After mourning her brothers death, Federal Way resident Catherine North sprang into action in an effort to prevent future victims of suicide.
By me talking about it, it kind of opens other people up to talking about it, North said.
North participates in a local Survivors of Suicide support group, and supports the American Foundation for Suicide Prevention.
This summer, North is organizing a local team that will participate in the National Out of the Darkness Overnight Walk in Seattle. The event will raise money for suicide prevention research, education programs and initiatives to help survivors of suicide loss. Organizers aim to raise $2 million this year.
Education is important to possibly prevent people from going through what Southern went through, North said. Suicide is preventable.
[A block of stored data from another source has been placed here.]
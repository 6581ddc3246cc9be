//! Ranking and filtering of scored candidates.
//!
//! Sorts by total score descending (ties broken by most-recent update),
//! drops everything under the caller's `min_score`, and truncates to the
//! result limit. Never errors — an empty list is valid output.

use crate::knowledge::scoring::ScoredSuggestion;

/// Default suggestion limit.
pub const DEFAULT_LIMIT: usize = 5;
/// Default score floor for generic lookups.
pub const DEFAULT_MIN_SCORE: f64 = 30.0;
/// Score floor for tag-only lookups, where prefiltering already guarantees
/// every candidate shares at least one tag.
pub const TAG_QUERY_MIN_SCORE: f64 = 15.0;

/// Sort, filter, and truncate scored suggestions.
pub fn rank(
    mut scored: Vec<ScoredSuggestion>,
    min_score: f64,
    limit: usize,
) -> Vec<ScoredSuggestion> {
    scored.sort_by(|a, b| {
        b.score
            .partial_cmp(&a.score)
            .unwrap_or(std::cmp::Ordering::Equal)
            .then(b.updated_at.cmp(&a.updated_at))
    });
    scored.retain(|s| s.score >= min_score);
    scored.truncate(limit);
    scored
}

#[cfg(test)]
mod tests {
    use super::*;
    use crate::knowledge::scoring::ScoreBreakdown;

    fn suggestion(id: &str, score: f64, updated_at: i64) -> ScoredSuggestion {
        ScoredSuggestion {
            id: id.into(),
            key: format!("key/{id}"),
            value: "v".into(),
            score,
            reason: "test".into(),
            score_breakdown: ScoreBreakdown::default(),
            version: "1.0.0".into(),
            updated_at,
            matched_tags: Vec::new(),
        }
    }

    #[test]
    fn sorts_descending_by_score() {
        let ranked = rank(
            vec![
                suggestion("low", 20.0, 0),
                suggestion("high", 80.0, 0),
                suggestion("mid", 50.0, 0),
            ],
            0.0,
            10,
        );
        let ids: Vec<&str> = ranked.iter().map(|s| s.id.as_str()).collect();
        assert_eq!(ids, ["high", "mid", "low"]);
    }

    #[test]
    fn ties_break_by_most_recent_update() {
        let ranked = rank(
            vec![suggestion("old", 50.0, 100), suggestion("new", 50.0, 200)],
            0.0,
            10,
        );
        assert_eq!(ranked[0].id, "new");
        assert_eq!(ranked[1].id, "old");
    }

    #[test]
    fn drops_below_min_score() {
        let ranked = rank(
            vec![suggestion("keep", 40.0, 0), suggestion("drop", 29.9, 0)],
            30.0,
            10,
        );
        assert_eq!(ranked.len(), 1);
        assert_eq!(ranked[0].id, "keep");
    }

    #[test]
    fn truncates_to_limit() {
        let scored = (0..10)
            .map(|i| suggestion(&i.to_string(), 50.0, i))
            .collect();
        assert_eq!(rank(scored, 0.0, 3).len(), 3);
    }

    #[test]
    fn empty_input_is_valid() {
        assert!(rank(Vec::new(), 30.0, 5).is_empty());
    }

    mod properties {
        use super::*;
        use proptest::prelude::*;

        proptest! {
            // Raising min_score never increases the returned count.
            #[test]
            fn min_score_filtering_is_monotonic(
                scores in proptest::collection::vec(0.0f64..100.0, 0..20),
                floor_a in 0.0f64..100.0,
                floor_b in 0.0f64..100.0,
            ) {
                let (lo, hi) = if floor_a <= floor_b {
                    (floor_a, floor_b)
                } else {
                    (floor_b, floor_a)
                };
                let build = || {
                    scores
                        .iter()
                        .enumerate()
                        .map(|(i, s)| suggestion(&i.to_string(), *s, i as i64))
                        .collect::<Vec<_>>()
                };
                let at_lo = rank(build(), lo, usize::MAX);
                let at_hi = rank(build(), hi, usize::MAX);
                prop_assert!(at_hi.len() <= at_lo.len());
            }
        }
    }
}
If people who were at risk talked about suicide, they could get help, she said. But few people discuss the issue because of the stigma surrounding it.
People are too embarrassed to talk about it, North said.
Theres this misconception that you can just stop it and pull yourself up by your bootstraps, she said. People can often no more stop that than they can their diabetes.
The Overnight Walk takes place throughout the night and into the wee hours of the morning to symbolically bring the issue of suicide out into the open.
Aside from just raising the money, it helps raise awareness, North said.
Families who are aware can help loved ones who are struggling with depression and may be considering suicide, North said. She recalls that there were warning signs before her brother killed himself, but her family didnt recognize them until it was too late.
Southern had exhibited signs of depression and cocaine addiction.
It was the divorces. It was money. It was drugs, North said. All of that could have been helped... Depression does not have to be life-ending.
Often times, people who are considering suicide will talk about and be preoccupied with death before they kill themselves. A person who is worried about any family members should talk to them, North said.
If I was afraid that they might be, I would ask them Are you thinking about ending your life? she said. I think people are afraid to ask... You mentioning it is not going to suddenly make them want to take their life.
Depression should not be ignored, North said.
We need to tend to our emotional health just as much as we do our physical health, she said.